• **Your instructions**
Would you return, word for word, the lines of the data below from the line with "pub async fn snapshot(&self)" through the line with "neither idle nor", and no others?
Source data START
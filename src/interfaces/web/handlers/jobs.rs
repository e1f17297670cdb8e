use axum::{
    Json,
    extract::{Path, State},
};

use super::super::AppState;
use crate::core::jobs::engine::BulkItem;
use crate::core::jobs::{JobPayload, ReplyPayload, SubmitOptions};

pub async fn get_jobs_endpoint(State(state): State<AppState>) -> Json<serde_json::Value> {
    let (jobs, summary) = state.engine.snapshot().await;
    Json(serde_json::json!({
        "success": true,
        "jobs": jobs,
        "summary": summary
    }))
}

#[derive(serde::Deserialize)]
pub struct SubmitJobRequest {
    #[serde(flatten)]
    pub payload: JobPayload,
    #[serde(default)]
    pub options: SubmitOptions,
}

pub async fn submit_job_endpoint(
    State(state): State<AppState>,
    Json(payload): Json<SubmitJobRequest>,
) -> Json<serde_json::Value> {
    match state.engine.submit(payload.payload, payload.options).await {
        Ok(job) => Json(serde_json::json!({ "success": true, "job": job })),
        Err(e) => Json(serde_json::json!({ "success": false, "error": e.to_string() })),
    }
}

#[derive(serde::Deserialize)]
pub struct SubmitBulkRequest {
    pub items: Vec<ReplyPayload>,
    /// Inter-send spacing override, seconds. Falls back to the configured
    /// raid spacing when absent.
    #[serde(default)]
    pub delay_secs: Option<(u64, u64)>,
}

pub async fn submit_bulk_endpoint(
    State(state): State<AppState>,
    Json(payload): Json<SubmitBulkRequest>,
) -> Json<serde_json::Value> {
    let delay = payload.delay_secs.unwrap_or(state.raid_spacing());
    let items: Vec<BulkItem> = payload
        .items
        .into_iter()
        .map(|p| BulkItem {
            payload: p,
            options: SubmitOptions::default(),
        })
        .collect();

    match state.engine.submit_bulk(items, delay).await {
        Ok(jobs) => {
            let count = jobs.len();
            Json(serde_json::json!({
                "success": true,
                "jobs": jobs,
                "count": count
            }))
        }
        Err(e) => Json(serde_json::json!({ "success": false, "error": e.to_string() })),
    }
}

pub async fn cancel_job_endpoint(
    Path(job_id): Path<String>,
    State(state): State<AppState>,
) -> Json<serde_json::Value> {
    match state.engine.cancel(&job_id).await {
        Ok(job) => Json(serde_json::json!({ "success": true, "job": job })),
        Err(e) => Json(serde_json::json!({ "success": false, "error": e.to_string() })),
    }
}

pub async fn cancel_all_jobs_endpoint(State(state): State<AppState>) -> Json<serde_json::Value> {
    let cancelled = state.engine.cancel_all().await;
    Json(serde_json::json!({ "success": true, "cancelled": cancelled }))
}
impl AutoRun {
    #[allow(clippy::too_many_arguments)]
    pub fn new(
        engine: Arc<JobEngine>,
        accounts: Arc<AccountStore>,
        client: Arc<dyn RemoteActionClient>,
        generator: Arc<dyn ReplyGenerator>,
        delays: Arc<DelayGenerator>,
        events: EventBus,
        cfg: AutoRunConfig,
    ) -> Arc<Self> {
        Arc::new(Self {
            inner: Mutex::new(Inner::idle()),
            engine,
            accounts,
            client,
            generator,
            delays,
            events,
            cfg,
        })
    }

    pub async fn snapshot(&self) -> AutoRunSnapshot {
        self.inner.lock().await.snapshot()
    }

    async fn publish_state(&self) {
        let snapshot = self.inner.lock().await.snapshot();
        self.events.publish(BusEvent::AutoRunState { state: snapshot });
    }

    /// Begin a new run. Rejected while a previous run is neither idle nor
    /// terminal.
    pub async fn start(self: &Arc<Self>, opts: StartOptions) -> CoreResult<()> {
        {
            let mut inner = self.inner.lock().await;
            if !inner.status.is_idle_or_terminal() {
                return Err(CoreError::StateConflict(format!(
                    "an auto-run is already active ({})",
                    inner.status.as_str()
                )));
            }
            *inner = Inner::idle();
            inner.status = AutoRunStatus::Searching;
            inner.started_at = Some(Utc::now());
            inner.current_step = "selecting account".to_string();
        }
        self.publish_state().await;

        let this = Arc::clone(self);
        tokio::spawn(async move {
            this.run(opts).await;
        });
        Ok(())
    }

    pub async fn pause(&self) -> CoreResult<()> {
        {
            let mut inner = self.inner.lock().await;
            if !inner.status.can_pause() {
                return Err(CoreError::StateConflict(format!(
                    "cannot pause from {}",
                    inner.status.as_str()
                )));
            }
            inner.resume_to = Some(inner.status);
            inner.status = AutoRunStatus::Paused;
        }
        self.publish_state().await;
        Ok(())
    }

    pub async fn resume(&self) -> CoreResult<()> {
        {
            let mut inner = self.inner.lock().await;
            if inner.status != AutoRunStatus::Paused {
                return Err(CoreError::StateConflict(format!(
                    "cannot resume from {}",
                    inner.status.as_str()
                )));
            }
            let target = inner.resume_to.take().unwrap_or(AutoRunStatus::Idle);
            inner.status = target;
        }
        self.publish_state().await;
        Ok(())
    }

    /// Cancel the live run and withdraw its not-yet-dispatched jobs.
    pub async fn cancel(&self) -> CoreResult<()> {
        let tracked = {
            let mut inner = self.inner.lock().await;
            if inner.status.is_terminal() {
                return Err(CoreError::StateConflict(format!(
                    "run already finished ({})",
                    inner.status.as_str()
                )));
            }
            inner.status = AutoRunStatus::Cancelled;
            inner.finished_at = Some(Utc::now());
            inner.current_step = "cancelled".to_string();
            let mut ids = inner.primary_job_ids.clone();
            ids.extend(inner.raid_job_ids.iter().cloned());
            ids
        };
        for id in tracked {
            // Running jobs are not abortable; ignore those rejections.
            let _ = self.engine.cancel(&id).await;
        }
        self.publish_state().await;
        Ok(())
    }

    pub async fn reset(&self) -> CoreResult<()> {
        {
            let mut inner = self.inner.lock().await;
            if !inner.status.is_idle_or_terminal() {
                return Err(CoreError::StateConflict(format!(
                    "cannot reset while {}",
                    inner.status.as_str()
                )));
            }
            *inner = Inner::idle();
        }
        self.publish_state().await;
        Ok(())
    }

    async fn run(self: Arc<Self>, opts: StartOptions) {
        if let Some(message) = self.run_steps(opts).await {
            self.fail(message).await;
        }
    }

    /// Returns `Some(message)` on an unrecoverable failure, `None` otherwise
    /// (including external cancellation).
    async fn run_steps(self: &Arc<Self>, opts: StartOptions) -> Option<String> {
        let Some(account) = self.accounts.pick_random(&self.delays) else {
            return Some("no accounts are available for automated runs".to_string());
        };
        let account = account.clone();
        info!(account = %account.name, "auto-run starting");

        // Search step.
        let max_tweets = opts.max_tweets.unwrap_or(self.cfg.max_tweets);
        let mut terms = self.cfg.pinned_cashtags.clone();
        terms.extend(
            self.delays
                .sample(&self.cfg.trending_cashtags, self.cfg.cashtag_sample),
        );
        self.set_step("searching for candidate tweets").await;

        let tweets = match self
            .client
            .search(&terms, &account.name, &account.cookie, max_tweets)
            .await
        {
            Ok(tweets) => tweets,
            Err(e) => return Some(format!("search failed: {}", e)),
        };
        {
            let mut inner = self.inner.lock().await;
            inner.progress.tweets_found = tweets.len();
            inner.progress.total_to_process = tweets.len();
        }
        self.publish_state().await;

        // Generation step.
        if !self.enter(AutoRunStatus::GeneratingReplies, "generating replies").await {
            return None;
        }
        let mut items = Vec::new();
        for tweet in &tweets {
            if let StepFlow::Halt = self.checkpoint().await {
                return None;
            }
            match self
                .generator
                .generate(&tweet.text, &self.cfg.system_prompt)
                .await
            {
                Ok(text) => {
                    items.push(self.bulk_item(tweet, text, &account.name, opts.send_dm));
                    let mut inner = self.inner.lock().await;
                    inner.progress.replies_generated += 1;
                }
                Err(e) => {
                    let mut inner = self.inner.lock().await;
                    inner.progress.replies_failed += 1;
                    inner.push_error(format!("generation for {} failed: {}", tweet.id, e));
                }
            }
            self.publish_state().await;
        }

        // Primary send step.
        if !self.enter(AutoRunStatus::SendingReplies, "sending replies").await {
            return None;
        }
        if !items.is_empty() {
            let jobs = match self
                .engine
                .submit_bulk(items, self.cfg.reply_spacing_secs)
                .await
            {
                Ok(jobs) => jobs,
                Err(e) => return Some(format!("submitting replies failed: {}", e)),
            };
            let ids: Vec<String> = jobs.iter().map(|j| j.id.clone()).collect();
            self.inner.lock().await.primary_job_ids = ids.clone();
            self.publish_state().await;
            if let StepFlow::Halt = self.observe(ids, false).await {
                return None;
            }
        }

        // Raid rounds.
        let rounds = self
            .delays
            .roll(self.cfg.raid_rounds.0, self.cfg.raid_rounds.1);
        for round in 1..=rounds {
            if self.cfg.raid_targets.is_empty() {
                break;
            }
            let status = if round == 1 {
                AutoRunStatus::SendingRaidReplies1
            } else {
                AutoRunStatus::SendingRaidReplies2
            };
            if !self
                .enter(status, &format!("raid round {} of {}", round, rounds))
                .await
            {
                return None;
            }

            let targets = self
                .delays
                .sample(&self.cfg.raid_targets, self.cfg.raid_targets_per_round);
            let mut raid_items = Vec::new();
            for url in &targets {
                if let StepFlow::Halt = self.checkpoint().await {
                    return None;
                }
                match self.generator.generate(url, &self.cfg.system_prompt).await {
                    Ok(text) => raid_items.push(BulkItem {
                        payload: ReplyPayload {
                            tweet_id: tweet_id_from_url(url),
                            text,
                            account: account.name.clone(),
                            media: None,
                            tweet_url: Some(url.clone()),
                        },
                        options: SubmitOptions::default(),
                    }),
                    Err(e) => {
                        let mut inner = self.inner.lock().await;
                        inner.progress.raid_replies_failed += 1;
                        inner.push_error(format!("raid generation for {} failed: {}", url, e));
                    }
                }
            }
            if raid_items.is_empty() {
                continue;
            }
            let jobs = match self
                .engine
                .submit_bulk(raid_items, self.cfg.raid_spacing_secs)
                .await
            {
                Ok(jobs) => jobs,
                Err(e) => {
                    self.inner
                        .lock()
                        .await
                        .push_error(format!("raid round {} rejected: {}", round, e));
                    continue;
                }
            };
            let ids: Vec<String> = jobs.iter().map(|j| j.id.clone()).collect();
            self.inner
                .lock()
                .await
                .raid_job_ids
                .extend(ids.iter().cloned());
            self.publish_state().await;
            if let StepFlow::Halt = self.observe(ids, true).await {
                return None;
            }
        }

        // Done.
        {
            let mut inner = self.inner.lock().await;
            if inner.status.is_terminal() {
                return None;
            }
            inner.status = AutoRunStatus::Completed;
            inner.finished_at = Some(Utc::now());
            inner.current_step = "auto-run complete".to_string();
        }
        self.publish_state().await;
        info!("auto-run complete");
        None
    }

    fn bulk_item(&self, tweet: &TweetRef, text: String, account: &str, send_dm: bool) -> BulkItem {
        let follow_up_dm = send_dm.then(|| DmPayload {
            recipient: tweet.author.clone(),
            message: self.cfg.dm_message.clone(),
            account: account.to_string(),
        });
        BulkItem {
            payload: ReplyPayload {
                tweet_id: tweet.id.clone(),
                text,
                account: account.to_string(),
                media: None,
                tweet_url: Some(tweet.url.clone()),
            },
            options: SubmitOptions {
                run_at: None,
                follow_up_dm,
                dm_delay_secs: None,
            },
        }
    }

    /// Move to the next workflow state unless the run was cancelled or failed
    /// underneath us. Waits out a pause first.
    async fn enter(&self, status: AutoRunStatus, step: &str) -> bool {
        if let StepFlow::Halt = self.checkpoint().await {
            return false;
        }
        {
            let mut inner = self.inner.lock().await;
            if inner.status.is_terminal() {
                return false;
            }
            inner.status = status;
            inner.current_step = step.to_string();
        }
        self.publish_state().await;
        true
    }

    async fn set_step(&self, step: &str) {
        self.inner.lock().await.current_step = step.to_string();
        self.publish_state().await;
    }

    /// Cooperative control point: blocks while paused, halts when the run
    /// has been cancelled or failed externally.
    async fn checkpoint(&self) -> StepFlow {
        loop {
            let status = self.inner.lock().await.status;
            match status {
                AutoRunStatus::Cancelled | AutoRunStatus::Failed => return StepFlow::Halt,
                AutoRunStatus::Paused => tokio::time::sleep(Duration::from_millis(200)).await,
                _ => return StepFlow::Continue,
            }
        }
    }

    /// Watch submitted jobs until every one reaches a terminal state,
    /// tallying sent/failed counters. A pause does not interrupt observation;
    /// in-flight and already-queued sends proceed.
    async fn observe(&self, ids: Vec<String>, raid: bool) -> StepFlow {
        let mut remaining: HashSet<String> = ids.into_iter().collect();
        while !remaining.is_empty() {
            {
                let status = self.inner.lock().await.status;
                if matches!(status, AutoRunStatus::Cancelled | AutoRunStatus::Failed) {
                    return StepFlow::Halt;
                }
            }
            tokio::time::sleep(self.cfg.observe_interval).await;

            let mut changed = false;
            for id in remaining.clone() {
                let Some(job) = self.engine.get(&id).await else {
                    remaining.remove(&id);
                    continue;
                };
                if !job.status.is_terminal() {
                    continue;
                }
                remaining.remove(&id);
                changed = true;
                let mut inner = self.inner.lock().await;
                match job.status {
                    JobStatus::Completed if raid => inner.progress.raid_replies_sent += 1,
                    JobStatus::Completed => inner.progress.replies_sent += 1,
                    JobStatus::Failed => {
                        if raid {
                            inner.progress.raid_replies_failed += 1;
                        } else {
                            inner.progress.replies_failed += 1;
                        }
                        let detail = job.error.clone().unwrap_or_else(|| "unknown".to_string());
                        inner.push_error(format!("reply {} failed: {}", job.id, detail));
                    }
                    _ => {}
                }
            }
            if changed {
                self.publish_state().await;
            }
        }
        StepFlow::Continue
    }

    async fn fail(&self, message: String) {
        {
            let mut inner = self.inner.lock().await;
            if inner.status.is_terminal() {
                return;
            }
            warn!("auto-run failed: {}", message);
            inner.push_error(message.clone());
            inner.error = Some(message);
            inner.status = AutoRunStatus::Failed;
            inner.finished_at = Some(Utc::now());
            inner.current_step = "failed".to_string();
        }
        self.publish_state().await;
    }
}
Source data END
• **Output of the task**
    pub async fn snapshot(&self) -> AutoRunSnapshot {
        self.inner.lock().await.snapshot()
    }

    async fn publish_state(&self) {
        let snapshot = self.inner.lock().await.snapshot();
        self.events.publish(BusEvent::AutoRunState { state: snapshot });
    }

    /// Begin a new run. Rejected while a previous run is neither idle nor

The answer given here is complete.